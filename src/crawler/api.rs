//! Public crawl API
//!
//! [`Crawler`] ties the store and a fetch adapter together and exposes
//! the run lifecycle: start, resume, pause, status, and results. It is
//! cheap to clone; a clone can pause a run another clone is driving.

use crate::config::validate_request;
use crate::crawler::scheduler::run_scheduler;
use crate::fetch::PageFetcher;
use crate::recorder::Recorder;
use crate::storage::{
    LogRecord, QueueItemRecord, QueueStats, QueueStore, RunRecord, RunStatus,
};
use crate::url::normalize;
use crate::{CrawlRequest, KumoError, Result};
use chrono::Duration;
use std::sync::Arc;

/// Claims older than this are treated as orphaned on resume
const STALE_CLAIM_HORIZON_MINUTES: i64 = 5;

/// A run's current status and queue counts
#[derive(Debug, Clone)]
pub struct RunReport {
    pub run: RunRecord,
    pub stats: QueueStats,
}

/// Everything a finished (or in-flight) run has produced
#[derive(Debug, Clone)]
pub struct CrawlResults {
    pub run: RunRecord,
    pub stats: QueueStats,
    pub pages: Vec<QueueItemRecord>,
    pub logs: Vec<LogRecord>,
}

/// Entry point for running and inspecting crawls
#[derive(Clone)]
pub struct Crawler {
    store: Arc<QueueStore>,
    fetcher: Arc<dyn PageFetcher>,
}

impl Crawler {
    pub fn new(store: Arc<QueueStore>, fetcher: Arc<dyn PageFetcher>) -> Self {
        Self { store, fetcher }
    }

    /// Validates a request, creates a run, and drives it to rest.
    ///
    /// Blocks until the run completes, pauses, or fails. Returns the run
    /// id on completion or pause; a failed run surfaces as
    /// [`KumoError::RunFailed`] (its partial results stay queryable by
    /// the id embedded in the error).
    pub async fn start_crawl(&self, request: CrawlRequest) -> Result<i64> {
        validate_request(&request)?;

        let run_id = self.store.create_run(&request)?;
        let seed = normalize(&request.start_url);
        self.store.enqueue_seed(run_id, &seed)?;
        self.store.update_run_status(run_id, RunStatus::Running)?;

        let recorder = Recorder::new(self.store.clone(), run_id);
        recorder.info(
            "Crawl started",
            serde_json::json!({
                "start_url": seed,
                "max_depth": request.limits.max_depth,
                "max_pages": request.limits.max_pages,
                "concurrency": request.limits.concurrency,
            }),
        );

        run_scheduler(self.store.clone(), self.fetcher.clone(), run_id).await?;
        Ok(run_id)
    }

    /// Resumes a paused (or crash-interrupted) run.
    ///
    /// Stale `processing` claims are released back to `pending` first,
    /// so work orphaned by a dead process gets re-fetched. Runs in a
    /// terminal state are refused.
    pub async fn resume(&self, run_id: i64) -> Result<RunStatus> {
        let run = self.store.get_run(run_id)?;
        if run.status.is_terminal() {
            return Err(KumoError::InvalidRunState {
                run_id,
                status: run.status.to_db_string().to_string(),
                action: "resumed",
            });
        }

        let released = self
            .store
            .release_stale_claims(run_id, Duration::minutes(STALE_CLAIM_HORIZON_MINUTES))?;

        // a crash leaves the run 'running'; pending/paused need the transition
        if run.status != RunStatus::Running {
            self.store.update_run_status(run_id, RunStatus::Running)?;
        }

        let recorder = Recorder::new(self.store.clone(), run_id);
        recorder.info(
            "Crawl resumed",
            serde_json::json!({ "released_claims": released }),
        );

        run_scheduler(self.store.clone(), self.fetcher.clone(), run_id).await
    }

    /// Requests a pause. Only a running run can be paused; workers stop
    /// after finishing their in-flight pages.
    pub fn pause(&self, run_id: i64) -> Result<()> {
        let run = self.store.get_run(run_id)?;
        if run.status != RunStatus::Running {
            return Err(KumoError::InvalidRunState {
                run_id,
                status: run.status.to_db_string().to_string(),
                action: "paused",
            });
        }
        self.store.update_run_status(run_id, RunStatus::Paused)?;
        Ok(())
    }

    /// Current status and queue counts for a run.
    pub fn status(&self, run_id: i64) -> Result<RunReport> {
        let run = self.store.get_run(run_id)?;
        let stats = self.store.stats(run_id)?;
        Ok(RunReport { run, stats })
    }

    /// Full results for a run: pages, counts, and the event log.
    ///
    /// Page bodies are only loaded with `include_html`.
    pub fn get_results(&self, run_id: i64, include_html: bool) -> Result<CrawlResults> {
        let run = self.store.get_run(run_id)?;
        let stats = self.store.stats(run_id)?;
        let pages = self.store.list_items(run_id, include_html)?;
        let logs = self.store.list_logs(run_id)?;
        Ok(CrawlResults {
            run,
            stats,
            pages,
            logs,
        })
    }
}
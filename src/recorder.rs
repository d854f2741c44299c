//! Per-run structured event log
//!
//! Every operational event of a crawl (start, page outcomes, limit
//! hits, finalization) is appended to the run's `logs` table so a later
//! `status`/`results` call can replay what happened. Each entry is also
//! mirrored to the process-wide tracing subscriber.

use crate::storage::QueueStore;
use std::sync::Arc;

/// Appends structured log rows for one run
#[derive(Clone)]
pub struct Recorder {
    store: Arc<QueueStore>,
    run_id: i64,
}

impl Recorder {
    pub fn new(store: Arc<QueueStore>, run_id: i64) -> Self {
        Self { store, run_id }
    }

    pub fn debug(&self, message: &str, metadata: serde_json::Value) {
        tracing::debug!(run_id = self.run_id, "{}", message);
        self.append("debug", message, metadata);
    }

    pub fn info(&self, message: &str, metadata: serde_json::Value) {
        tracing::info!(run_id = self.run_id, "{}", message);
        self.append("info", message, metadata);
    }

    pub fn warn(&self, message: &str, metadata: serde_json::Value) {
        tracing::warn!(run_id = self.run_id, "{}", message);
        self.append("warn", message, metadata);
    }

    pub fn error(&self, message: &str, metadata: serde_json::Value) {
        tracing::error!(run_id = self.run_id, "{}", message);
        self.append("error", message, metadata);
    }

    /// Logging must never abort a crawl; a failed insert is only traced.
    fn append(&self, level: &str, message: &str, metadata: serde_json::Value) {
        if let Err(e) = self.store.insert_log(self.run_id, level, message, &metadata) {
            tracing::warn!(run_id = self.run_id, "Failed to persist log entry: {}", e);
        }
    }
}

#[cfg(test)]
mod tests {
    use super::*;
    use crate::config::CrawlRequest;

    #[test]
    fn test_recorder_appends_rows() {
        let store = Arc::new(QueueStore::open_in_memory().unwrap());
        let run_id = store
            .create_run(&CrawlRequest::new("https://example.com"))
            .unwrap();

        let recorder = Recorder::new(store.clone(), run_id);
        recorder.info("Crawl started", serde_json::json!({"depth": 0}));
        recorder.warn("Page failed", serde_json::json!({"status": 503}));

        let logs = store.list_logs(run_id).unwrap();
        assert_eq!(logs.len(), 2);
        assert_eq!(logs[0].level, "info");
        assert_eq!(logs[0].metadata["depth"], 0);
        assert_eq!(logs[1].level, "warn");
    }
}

•••••

EXERCISE INSTRUCTIONS: Beginning with the very first line of the material, please return exactly each line down to and including the one with "use crate::config::validate_request;".

PROBLEM SOLUTION:
filename src/crawler/api.rs
//! Public crawl API
//!
//! [`Crawler`] ties the store and a fetch adapter together and exposes
//! the run lifecycle: start, resume, pause, status, and results. It is
//! cheap to clone; a clone can pause a run another clone is driving.

use crate::config::validate_request;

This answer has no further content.